Many prefer to idle engine abit, let oil circulate within the engine, and the drive slowly to warm up the car....

Warm up engine is one matter, but I am keen to find out if engine internals could be damaged if insufficient warm up of engine...
Revving engine after cold start definitely kills the engine....
 
Some would say that warming up idling cause more fuel burnt, and bad for environment.
Many prefer to idle engine abit, let oil circulate within the engine, and the drive slowly to warm up the car....

Warm up engine is one matter, but I am keen to find out if engine internals could be damaged if insufficient warm up of engine...
Revving engine after cold start definitely kills the engine....

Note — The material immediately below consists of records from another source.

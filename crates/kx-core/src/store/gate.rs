//! Suppression and rate state behind a trait.
//!
//! The gate's correctness rests on `admit` being a single atomic
//! read-modify-write: the suppression lookup, the rate check, and both cache
//! updates happen under one critical section per call. Implementations must
//! not interleave two `admit` calls for the same fingerprint or service, and
//! the maintenance operations (`sweep_suppression`, `reset_counters`) must
//! use the same synchronization as `admit`.

use async_trait::async_trait;
use chrono::{DateTime, Duration, Utc};
use serde::{Deserialize, Serialize};

use super::error::StoreError;

/// Outcome of an admission check.
#[derive(Debug, Clone, Copy, PartialEq, Eq, Serialize, Deserialize)]
#[serde(rename_all = "snake_case")]
pub enum GateDecision {
    /// Publish the alert; suppression entry and service counter updated.
    Pass,
    /// Duplicate within the suppression window; drop silently.
    Suppressed,
    /// Service hit its per-reset-period alert quota; drop with a log line.
    RateLimited,
}

impl GateDecision {
    pub fn as_str(&self) -> &'static str {
        match self {
            GateDecision::Pass => "pass",
            GateDecision::Suppressed => "suppressed",
            GateDecision::RateLimited => "rate_limited",
        }
    }
}

/// Point-in-time sizes of the gate's tables.
#[derive(Debug, Clone, Copy, Default, Serialize, Deserialize)]
pub struct GateStats {
    pub suppression_entries: usize,
    pub tracked_services: usize,
    /// Sum of all service counters since the last reset.
    pub counted_alerts: u64,
}

#[async_trait]
pub trait GateStore: Send + Sync {
    /// Atomically decides admission for one candidate alert.
    ///
    /// When `check_suppression` is false the suppression table is neither
    /// read nor written; only the rate quota applies. A `RateLimited`
    /// outcome leaves both tables untouched.
    async fn admit(
        &self,
        fingerprint: &str,
        service_name: &str,
        now: DateTime<Utc>,
        window: Duration,
        max_alerts_per_service: u32,
        check_suppression: bool,
    ) -> Result<GateDecision, StoreError>;

    /// Removes suppression entries last seen before `cutoff`. Returns the
    /// number of entries removed.
    async fn sweep_suppression(&self, cutoff: DateTime<Utc>) -> Result<usize, StoreError>;

    /// Zeroes every service counter. Returns the number of services reset.
    async fn reset_counters(&self) -> Result<usize, StoreError>;

    async fn stats(&self) -> Result<GateStats, StoreError>;
}
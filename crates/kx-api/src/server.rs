//! API server implementation.

use axum::{middleware, Router};
use std::net::SocketAddr;
use std::time::Duration;
use tokio::net::TcpListener;
use tokio::signal;
use tower_http::catch_panic::CatchPanicLayer;
use tower_http::trace::TraceLayer;
use tracing::info;
use utoipa::OpenApi;
use utoipa_swagger_ui::SwaggerUi;

#[allow(unused_imports)]
use crate::dto::*;
use crate::error::ErrorResponse;
use crate::middleware::{cors_layer, request_id, request_logging, security_headers};
use crate::routes;
use crate::state::AppState;

/// API server configuration.
#[derive(Debug, Clone)]
pub struct ApiServerConfig {
    /// Address to bind to.
    pub bind_address: SocketAddr,
    /// Request timeout.
    pub request_timeout: Duration,
    /// Enable Swagger UI.
    pub enable_swagger: bool,
    /// Shutdown timeout for graceful shutdown.
    pub shutdown_timeout: Duration,
}

impl Default for ApiServerConfig {
    fn default() -> Self {
        Self {
            bind_address: SocketAddr::from(([0, 0, 0, 0], 8080)),
            request_timeout: Duration::from_secs(30),
            enable_swagger: true,
            shutdown_timeout: Duration::from_secs(30),
        }
    }
}

/// OpenAPI documentation.
#[derive(OpenApi)]
#[openapi(
    paths(
        crate::routes::health::health_check,
        crate::routes::health::health_check_detailed,
        crate::routes::health::readiness_check,
        crate::routes::health::liveness_check,
        crate::routes::incidents::list_incidents,
        crate::routes::incidents::recent_incidents,
        crate::routes::incidents::search_incidents,
        crate::routes::incidents::get_incident,
        crate::routes::incidents::get_by_alert_id,
        crate::routes::incidents::get_related,
        crate::routes::incidents::add_comment,
        crate::routes::incidents::cleanup_incidents,
        crate::routes::dashboard::dashboard_metrics,
        crate::routes::dashboard::dashboard_summary,
        crate::routes::dashboard::service_status,
        crate::routes::dashboard::recent_alerts,
        crate::routes::dashboard::alerts_for_service,
        crate::routes::alerts::publish_test_alert,
        crate::routes::alerts::gate_stats,
        crate::routes::alerts::reset_counters,
        crate::routes::alerts::sweep_suppression,
        crate::routes::metrics::prometheus_metrics,
        crate::routes::metrics::json_metrics,
    ),
    components(
        schemas(
            HealthResponse,
            QueueHealthInfo,
            ComponentsHealth,
            EventBusHealth,
            GateHealth,
            IncidentsHealth,
            DashboardHealth,
            AlertResponse,
            AlertAcceptedResponse,
            IncidentResponse,
            IncidentDetailResponse,
            IncidentEventResponse,
            IncidentMetricsResponse,
            PaginationInfo,
            CommentRequest,
            CleanupResponse,
            DashboardMetricsResponse,
            DashboardSummaryResponse,
            ServiceStatusResponse,
            TrendPointDto,
            AlertTrendsDto,
            ServiceCountDto,
            GateStatsResponse,
            CounterResetResponse,
            CacheSweepResponse,
            ErrorResponse,
        )
    ),
    tags(
        (name = "Health", description = "Health check endpoints"),
        (name = "Incidents", description = "Incident queries and lifecycle"),
        (name = "Dashboard", description = "Dashboard snapshots"),
        (name = "Alerts", description = "Alert publishing and gate maintenance"),
        (name = "Metrics", description = "System metrics"),
    ),
    info(
        title = "Klaxon API",
        version = "0.1.0",
        description = "Alerting pipeline API for anomaly-scored event streams",
        license(name = "MIT"),
    )
)]
pub struct ApiDoc;

/// API server.
pub struct ApiServer {
    config: ApiServerConfig,
    state: AppState,
}

impl ApiServer {
    /// Creates a new API server.
    pub fn new(state: AppState, config: ApiServerConfig) -> Self {
        Self { config, state }
    }

    /// Creates a new API server with default configuration.
    pub fn with_state(state: AppState) -> Self {
        Self::new(state, ApiServerConfig::default())
    }

    /// Builds the router.
    pub fn router(&self) -> Router {
        // Initialize start time for uptime calculation
        routes::health::init_start_time();

        let mut app = routes::create_router(self.state.clone());

        // Add Swagger UI if enabled
        if self.config.enable_swagger {
            app = app.merge(
                SwaggerUi::new("/swagger-ui").url("/api-docs/openapi.json", ApiDoc::openapi()),
            );
        }

        // Apply middleware (order matters: innermost first)
        app
            // Security headers
            .layer(middleware::from_fn(security_headers))
            // Request logging
            .layer(middleware::from_fn(request_logging))
            // Request ID
            .layer(middleware::from_fn(request_id))
            // Tracing
            .layer(TraceLayer::new_for_http())
            // CORS
            .layer(cors_layer())
            // Catch panics and return 500
            .layer(CatchPanicLayer::new())
    }

    /// Runs the server.
    pub async fn run(self) -> Result<(), std::io::Error> {
        let app = self.router();
        let addr = self.config.bind_address;

        info!("Starting API server on {}", addr);

        let listener = TcpListener::bind(addr).await?;

        axum::serve(listener, app)
            .with_graceful_shutdown(shutdown_signal())
            .await?;

        info!("API server shut down gracefully");
        Ok(())
    }

    /// Runs the server with a custom shutdown signal.
    pub async fn run_until<F>(self, shutdown: F) -> Result<(), std::io::Error>
    where
        F: std::future::Future<Output = ()> + Send + 'static,
    {
        let app = self.router();
        let addr = self.config.bind_address;

        info!("Starting API server on {}", addr);

        let listener = TcpListener::bind(addr).await?;

        axum::serve(listener, app)
            .with_graceful_shutdown(shutdown)
            .await?;

        info!("API server shut down gracefully");
        Ok(())
    }
}

/// Default shutdown signal handler.
async fn shutdown_signal() {
    let ctrl_c = async {
        signal::ctrl_c()
            .await
            .expect("Failed to install Ctrl+C handler");
    };

    #[cfg(unix)]
    let terminate = async {
        signal::unix::signal(signal::unix::SignalKind::terminate())
            .expect("Failed to install SIGTERM handler")
            .recv()
            .await;
    };

    #[cfg(not(unix))]
    let terminate = std::future::pending::<()>();

    tokio::select! {
        _ = ctrl_c => {
            info!("Received Ctrl+C, initiating graceful shutdown");
        }
        _ = terminate => {
            info!("Received SIGTERM, initiating graceful shutdown");
        }
    }
}
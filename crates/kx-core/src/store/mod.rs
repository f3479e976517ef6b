//! Storage abstractions for the pipeline's two stateful components.
//!
//! The gate store holds the suppression cache and per-service counters; the
//! incident repository holds durable incident records. Both are traits so
//! the decision logic stays independent of the backing engine; the
//! in-memory implementations in [`memory`] are the defaults.

pub mod error;
pub mod gate;
pub mod incidents;
pub mod memory;
pub mod pagination;

pub use error::StoreError;
pub use gate::{GateDecision, GateStats, GateStore};
pub use incidents::{IncidentFilter, IncidentRepository};
pub use memory::{InMemoryGateStore, InMemoryIncidentRepository};
pub use pagination::{PaginatedResult, Pagination, DEFAULT_PAGE_SIZE, MAX_PAGE_SIZE};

No need to warm up until operating temperature. Anyway, there is a saying that the highest wear in the engine is at start up. This is because most oil have return to the sump due to gravity, so highest wear is when starting a car as most parts are not fully lubricated. Once the pump starts to pump the oil you are good to go.....:driver:
 
For me...cold start n drive is like when u wake up from sleep n then run/sprint straight away...hehe...so I warm up the engine 1st
 
No need to warm up too long la, wasting time, wasting fuel, and may instead speed up more carbon build up. Car engine and oil technology are very good already.
For me, in the morning just start, wait about 1 minute just to have the idle drops a bit to 1k rpm (but not wait until it fully stabilize @ 700-800rpm), then drive off normally and not rev to high (stay <3k rpm).
 
No need to warm up too long la, wasting time, wasting fuel, and may instead speed up more carbon build up. Car engine and oil technology are very good already.
For me, in the morning just start, wait about 1 minute just to have the idle drops a bit to 1k rpm (but not wait until it fully stabilize @ 700-800rpm), then drive off normally and not rev to high (stay quote]

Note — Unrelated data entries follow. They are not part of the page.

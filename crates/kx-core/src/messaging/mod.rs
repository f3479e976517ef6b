//! Message queue abstraction.
//!
//! The pipeline's stream plumbing (scored events in, tiered alerts out)
//! talks to brokers only through [`MessageQueue`]. Consumer groups follow
//! broker semantics: within a group each message is delivered once; across
//! groups every group sees every message.
//!
//! ```text
//!   events.scored ──▶ [alert-manager group] ──▶ alerts.critical / alerts.info
//!                                                  │            │
//!                                   [incident-tracker group]  [dashboard group]
//! ```
//!
//! [`InMemoryMessageQueue`] is the in-process backend used by the default
//! deployment and by tests.

pub mod error;
pub mod memory;
pub mod types;

pub use error::MessageQueueError;
pub use memory::InMemoryMessageQueue;
pub use types::{Message, MessageId, QueueHealth, Subscription};

use async_trait::async_trait;

/// A publish/subscribe message broker.
#[async_trait]
pub trait MessageQueue: Send + Sync + 'static {
    /// Publishes a payload to a topic.
    ///
    /// # Errors
    ///
    /// Returns an error when the broker rejects the publish or is
    /// unreachable.
    async fn publish(&self, topic: &str, payload: &[u8]) -> Result<MessageId, MessageQueueError>;

    /// Publishes with a routing key. Backends without key support may
    /// ignore the key; the default implementation does.
    async fn publish_with_key(
        &self,
        topic: &str,
        _key: &str,
        payload: &[u8],
    ) -> Result<MessageId, MessageQueueError> {
        self.publish(topic, payload).await
    }

    /// Joins a consumer group on a topic and returns the delivery stream.
    async fn subscribe(
        &self,
        topic: &str,
        group: &str,
    ) -> Result<Subscription, MessageQueueError>;

    /// Confirms processing of a delivered message.
    async fn acknowledge(
        &self,
        topic: &str,
        message_id: &MessageId,
    ) -> Result<(), MessageQueueError>;

    /// Broker connectivity and backlog.
    async fn health_check(&self) -> Result<QueueHealth, MessageQueueError>;
}
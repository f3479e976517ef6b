//! Metrics endpoints.

use axum::{
    extract::State,
    http::{header, StatusCode},
    response::IntoResponse,
    routing::get,
    Json, Router,
};

use crate::dto::DashboardMetricsResponse;
use crate::state::AppState;

/// Creates metrics routes.
pub fn routes() -> Router<AppState> {
    Router::new()
        .route("/metrics", get(prometheus_metrics))
        .route("/api/metrics", get(json_metrics))
}

/// Prometheus metrics endpoint.
#[utoipa::path(
    get,
    path = "/metrics",
    responses(
        (status = 200, description = "Prometheus metrics", content_type = "text/plain")
    ),
    tag = "Metrics"
)]
pub async fn prometheus_metrics(State(state): State<AppState>) -> impl IntoResponse {
    match &state.prometheus_handle {
        Some(handle) => {
            let metrics = handle.render();
            (
                StatusCode::OK,
                [(
                    header::CONTENT_TYPE,
                    "text/plain; version=0.0.4; charset=utf-8",
                )],
                metrics,
            )
        }
        None => {
            // Fallback if Prometheus is not initialized
            (
                StatusCode::SERVICE_UNAVAILABLE,
                [(header::CONTENT_TYPE, "text/plain; charset=utf-8")],
                "Prometheus metrics not initialized".to_string(),
            )
        }
    }
}

/// JSON metrics endpoint for dashboards that do not scrape Prometheus.
#[utoipa::path(
    get,
    path = "/api/metrics",
    responses(
        (status = 200, description = "Metrics in JSON format", body = DashboardMetricsResponse)
    ),
    tag = "Metrics"
)]
async fn json_metrics(State(state): State<AppState>) -> Json<DashboardMetricsResponse> {
    let snapshot = state.dashboard.snapshot().await;
    Json(snapshot.into())
}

I agree. This is what I do too, but of course even after it drops I don't rev hard until after the cold engine light disappears.

It's like vr2turbo said - at cold start the lubricants are at the bottom and will need the pump the circulate throughout the engine. But these days modern lubes are more than prepared for this sort of wear and tear and can handle it. If you're using good oil and with 10Wxx minimal viscosity, you're safe la.

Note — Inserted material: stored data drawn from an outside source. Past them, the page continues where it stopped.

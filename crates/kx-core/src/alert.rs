//! Alert model and construction.
//!
//! An [`Alert`] is the pipeline's unit of output: a scored event that passed
//! classification, carrying everything downstream consumers need without
//! re-reading the original event.

use std::collections::HashMap;
use std::fmt;
use std::str::FromStr;

use chrono::{DateTime, Utc};
use serde::{Deserialize, Serialize};
use uuid::Uuid;

use crate::event::{LogLevel, ScoredEvent};

/// Alert severity tier, ordered ascending so `Critical` compares highest.
#[derive(
    Debug, Clone, Copy, PartialEq, Eq, PartialOrd, Ord, Hash, Serialize, Deserialize,
)]
#[serde(rename_all = "UPPERCASE")]
pub enum Severity {
    Info,
    Low,
    Medium,
    High,
    Critical,
}

impl Severity {
    pub fn as_str(&self) -> &'static str {
        match self {
            Severity::Critical => "CRITICAL",
            Severity::High => "HIGH",
            Severity::Medium => "MEDIUM",
            Severity::Low => "LOW",
            Severity::Info => "INFO",
        }
    }

    /// Base contribution to an incident's impact score.
    pub fn base_impact(&self) -> u32 {
        match self {
            Severity::Critical => 100,
            Severity::High => 75,
            Severity::Medium => 50,
            Severity::Low => 25,
            Severity::Info => 10,
        }
    }

    pub fn all() -> [Severity; 5] {
        [
            Severity::Critical,
            Severity::High,
            Severity::Medium,
            Severity::Low,
            Severity::Info,
        ]
    }
}

impl fmt::Display for Severity {
    fn fmt(&self, f: &mut fmt::Formatter<'_>) -> fmt::Result {
        f.write_str(self.as_str())
    }
}

impl FromStr for Severity {
    type Err = String;

    fn from_str(s: &str) -> Result<Self, Self::Err> {
        match s.to_ascii_uppercase().as_str() {
            "CRITICAL" => Ok(Severity::Critical),
            "HIGH" => Ok(Severity::High),
            "MEDIUM" => Ok(Severity::Medium),
            "LOW" => Ok(Severity::Low),
            "INFO" => Ok(Severity::Info),
            other => Err(format!("unknown severity: {}", other)),
        }
    }
}

/// Lifecycle status shared by alerts and incidents.
#[derive(Debug, Clone, Copy, PartialEq, Eq, Hash, Serialize, Deserialize)]
#[serde(rename_all = "UPPERCASE")]
pub enum AlertStatus {
    Open,
    Acknowledged,
    Investigating,
    Resolved,
    Suppressed,
    Closed,
}

impl AlertStatus {
    pub fn as_str(&self) -> &'static str {
        match self {
            AlertStatus::Open => "OPEN",
            AlertStatus::Acknowledged => "ACKNOWLEDGED",
            AlertStatus::Investigating => "INVESTIGATING",
            AlertStatus::Resolved => "RESOLVED",
            AlertStatus::Suppressed => "SUPPRESSED",
            AlertStatus::Closed => "CLOSED",
        }
    }

    /// Terminal statuses are eligible for retention cleanup. RESOLVED is not
    /// terminal: a resolved incident may still be reopened.
    pub fn is_terminal(&self) -> bool {
        matches!(self, AlertStatus::Closed)
    }
}

impl fmt::Display for AlertStatus {
    fn fmt(&self, f: &mut fmt::Formatter<'_>) -> fmt::Result {
        f.write_str(self.as_str())
    }
}

impl FromStr for AlertStatus {
    type Err = String;

    fn from_str(s: &str) -> Result<Self, Self::Err> {
        match s.to_ascii_uppercase().as_str() {
            "OPEN" => Ok(AlertStatus::Open),
            "ACKNOWLEDGED" => Ok(AlertStatus::Acknowledged),
            "INVESTIGATING" => Ok(AlertStatus::Investigating),
            "RESOLVED" => Ok(AlertStatus::Resolved),
            "SUPPRESSED" => Ok(AlertStatus::Suppressed),
            "CLOSED" => Ok(AlertStatus::Closed),
            other => Err(format!("unknown alert status: {}", other)),
        }
    }
}

/// A classified, deduplicatable alert derived from a scored event.
#[derive(Debug, Clone, Serialize, Deserialize)]
pub struct Alert {
    /// Generated identifier, `ALERT-` plus eight uppercase hex chars.
    pub alert_id: String,
    /// Trace id of the source event when present, else a generated `COR-` id.
    pub correlation_id: String,
    pub source_event_id: String,
    pub service_name: String,
    pub hostname: String,
    #[serde(default, skip_serializing_if = "Option::is_none")]
    pub pod_name: Option<String>,
    pub severity: Severity,
    pub status: AlertStatus,
    pub title: String,
    pub description: String,
    pub anomaly_score: f64,
    #[serde(default)]
    pub reasons: Vec<String>,
    pub anomaly_type: String,
    /// Dedup key over (service, host, anomaly type, level).
    pub fingerprint: String,
    #[serde(default)]
    pub tags: Vec<String>,
    #[serde(default)]
    pub metadata: HashMap<String, serde_json::Value>,
    #[serde(default, skip_serializing_if = "Option::is_none")]
    pub assigned_to: Option<String>,
    pub escalation_level: u8,
    /// When false the gate skips the suppression check entirely for this
    /// alert, both the cache read and the cache update.
    pub suppress_duplicates: bool,
    pub created_at: DateTime<Utc>,
    pub updated_at: DateTime<Utc>,
    #[serde(default, skip_serializing_if = "Option::is_none")]
    pub resolved_at: Option<DateTime<Utc>>,
}

impl Alert {
    /// Builds an alert from a scored event and its classified severity.
    ///
    /// The fingerprint is computed by the caller so that the gate and the
    /// alert always agree on the dedup key.
    pub fn from_scored_event(
        scored: &ScoredEvent,
        severity: Severity,
        fingerprint: String,
    ) -> Self {
        let now = Utc::now();
        let event = &scored.event;

        let correlation_id = event
            .trace_id
            .clone()
            .unwrap_or_else(|| format!("COR-{}", short_uid()));

        let title = format!(
            "{} Alert: {} anomaly detected in {}",
            severity, scored.anomaly_type, event.service_name
        );

        let mut description = format!(
            "Anomaly detected in service '{}'\nHost: {}\nLevel: {}\nAnomaly score: {:.2}\nMessage: {}",
            event.service_name, event.hostname, event.level, scored.anomaly_score, event.message
        );
        if !scored.reasons.is_empty() {
            description.push_str(&format!("\nReasons: {}", scored.reasons.join("; ")));
        }

        let mut tags = vec![
            format!("service:{}", event.service_name),
            format!("level:{}", event.level.as_str().to_lowercase()),
            format!("anomaly_type:{}", scored.anomaly_type),
            format!("host:{}", event.hostname),
        ];
        if let Some(pod) = &event.pod_name {
            tags.push(format!("pod:{}", pod));
        }

        let mut metadata = event.metadata.clone();
        metadata.insert(
            "original_timestamp".to_string(),
            serde_json::Value::String(event.timestamp.to_rfc3339()),
        );
        metadata.insert(
            "scored_at".to_string(),
            serde_json::Value::String(scored.scored_at.to_rfc3339()),
        );
        if let Some(trace_id) = &event.trace_id {
            metadata.insert(
                "trace_id".to_string(),
                serde_json::Value::String(trace_id.clone()),
            );
        }
        if let Some(span_id) = &event.span_id {
            metadata.insert(
                "span_id".to_string(),
                serde_json::Value::String(span_id.clone()),
            );
        }
        if !scored.feature_scores.is_empty() {
            if let Ok(scores) = serde_json::to_value(&scored.feature_scores) {
                metadata.insert("feature_scores".to_string(), scores);
            }
        }

        Self {
            alert_id: format!("ALERT-{}", short_uid()),
            correlation_id,
            source_event_id: event.id.clone(),
            service_name: event.service_name.clone(),
            hostname: event.hostname.clone(),
            pod_name: event.pod_name.clone(),
            severity,
            status: AlertStatus::Open,
            title,
            description,
            anomaly_score: scored.anomaly_score,
            reasons: scored.reasons.clone(),
            anomaly_type: scored.anomaly_type.clone(),
            fingerprint,
            tags,
            metadata,
            assigned_to: None,
            escalation_level: 0,
            suppress_duplicates: true,
            created_at: now,
            updated_at: now,
            resolved_at: None,
        }
    }

    /// Synthetic INFO alert for exercising the publish path end to end.
    pub fn test_alert() -> Self {
        let event = crate::event::LogEvent::new(
            "test-service",
            "localhost",
            LogLevel::Info,
            "Synthetic test alert",
        );
        let scored = ScoredEvent::new(event, 0.05, "test", 0.5)
            .with_reasons(vec!["manually triggered test alert".to_string()]);
        let fingerprint = crate::fingerprint::event_fingerprint(&scored);
        Self::from_scored_event(&scored, Severity::Info, fingerprint)
    }
}

/// First eight hex chars of a fresh UUID, uppercased.
fn short_uid() -> String {
    let id = Uuid::new_v4().simple().to_string();
    id[..8].to_uppercase()
}

#[cfg(test)]
mod tests {
    use super::*;
    use crate::event::LogEvent;
    use crate::fingerprint::event_fingerprint;

    fn scored(service: &str, level: LogLevel, score: f64) -> ScoredEvent {
        let event = LogEvent::new(service, "host-1", level, "request took 9.3s");
        ScoredEvent::new(event, score, "latency_spike", 0.5)
            .with_reasons(vec!["p99 latency above baseline".to_string()])
    }

    #[test]
    fn severity_ordering_puts_critical_on_top() {
        assert!(Severity::Critical > Severity::High);
        assert!(Severity::High > Severity::Medium);
        assert!(Severity::Medium > Severity::Low);
        assert!(Severity::Low > Severity::Info);
    }

    #[test]
    fn only_closed_is_terminal() {
        assert!(AlertStatus::Closed.is_terminal());
        assert!(!AlertStatus::Resolved.is_terminal());
        assert!(!AlertStatus::Open.is_terminal());
        assert!(!AlertStatus::Suppressed.is_terminal());
    }

    #[test]
    fn alert_id_has_expected_shape() {
        let s = scored("api", LogLevel::Error, 0.95);
        let alert = Alert::from_scored_event(&s, Severity::Critical, "fp".into());
        assert!(alert.alert_id.starts_with("ALERT-"));
        assert_eq!(alert.alert_id.len(), "ALERT-".len() + 8);
        let suffix = &alert.alert_id["ALERT-".len()..];
        assert!(suffix.chars().all(|c| c.is_ascii_hexdigit() && !c.is_ascii_lowercase()));
    }

    #[test]
    fn title_and_tags_follow_the_documented_format() {
        let s = scored("api", LogLevel::Error, 0.95);
        let alert = Alert::from_scored_event(&s, Severity::Critical, "fp".into());
        assert_eq!(alert.title, "CRITICAL Alert: latency_spike anomaly detected in api");
        assert!(alert.tags.contains(&"service:api".to_string()));
        assert!(alert.tags.contains(&"level:error".to_string()));
        assert!(alert.tags.contains(&"anomaly_type:latency_spike".to_string()));
        assert!(alert.tags.contains(&"host:host-1".to_string()));
        assert!(!alert.tags.iter().any(|t| t.starts_with("pod:")));
    }

    #[test]
    fn pod_tag_present_when_event_has_pod() {
        let event = LogEvent::new("api", "host-1", LogLevel::Warn, "slow")
            .with_pod_name("api-7d9f");
        let s = ScoredEvent::new(event, 0.6, "latency_spike", 0.5);
        let alert = Alert::from_scored_event(&s, Severity::Medium, "fp".into());
        assert!(alert.tags.contains(&"pod:api-7d9f".to_string()));
    }

    #[test]
    fn correlation_id_prefers_trace_id() {
        let event = LogEvent::new("api", "host-1", LogLevel::Error, "boom")
            .with_trace("trace-abc", "span-1");
        let s = ScoredEvent::new(event, 0.9, "error_burst", 0.5);
        let alert = Alert::from_scored_event(&s, Severity::Critical, "fp".into());
        assert_eq!(alert.correlation_id, "trace-abc");
        assert_eq!(alert.metadata["trace_id"], "trace-abc");
        assert_eq!(alert.metadata["span_id"], "span-1");
    }

    #[test]
    fn correlation_id_generated_without_trace() {
        let s = scored("api", LogLevel::Error, 0.9);
        let alert = Alert::from_scored_event(&s, Severity::High, "fp".into());
        assert!(alert.correlation_id.starts_with("COR-"));
        assert_eq!(alert.correlation_id.len(), "COR-".len() + 8);
    }

    #[test]
    fn new_alert_defaults() {
        let s = scored("api", LogLevel::Error, 0.9);
        let alert = Alert::from_scored_event(&s, Severity::High, "fp".into());
        assert_eq!(alert.status, AlertStatus::Open);
        assert_eq!(alert.escalation_level, 0);
        assert!(alert.suppress_duplicates);
        assert!(alert.resolved_at.is_none());
        assert!(alert.assigned_to.is_none());
        assert!(alert.metadata.contains_key("original_timestamp"));
        assert!(alert.metadata.contains_key("scored_at"));
    }

    #[test]
    fn test_alert_is_info_and_publishable() {
        let alert = Alert::test_alert();
        assert_eq!(alert.severity, Severity::Info);
        assert_eq!(alert.service_name, "test-service");
        assert_eq!(alert.fingerprint, event_fingerprint(&ScoredEvent::new(
            LogEvent::new("test-service", "localhost", LogLevel::Info, "x"),
            0.0,
            "test",
            0.5,
        )));
    }
}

Some race cars like F1 and all use single viscosity oils, those need to be warmed up and intravenously fed into the engine. Otherwise some race cars just let the engine run with that single viscosity oil until it reaches optimum temperature before driving.

Warm up is necessary but no need to be idle la, just let the engine startup idling stabilize and drive but take it easy until it warms up. This is especially important for those people driving without thermostats.
 
I agree. This is what I do too, but of course even after it drops I don't rev hard until after the cold engine light disappears.

It's like vr2turbo said - at cold start the lubricants are at the bottom and will need the pump the circulate throughout the engine. But these days modern lubes are more than prepared for this sort of wear and tear and can handle it. If you're using good oil and with 10Wxx minimal viscosity, you're safe la.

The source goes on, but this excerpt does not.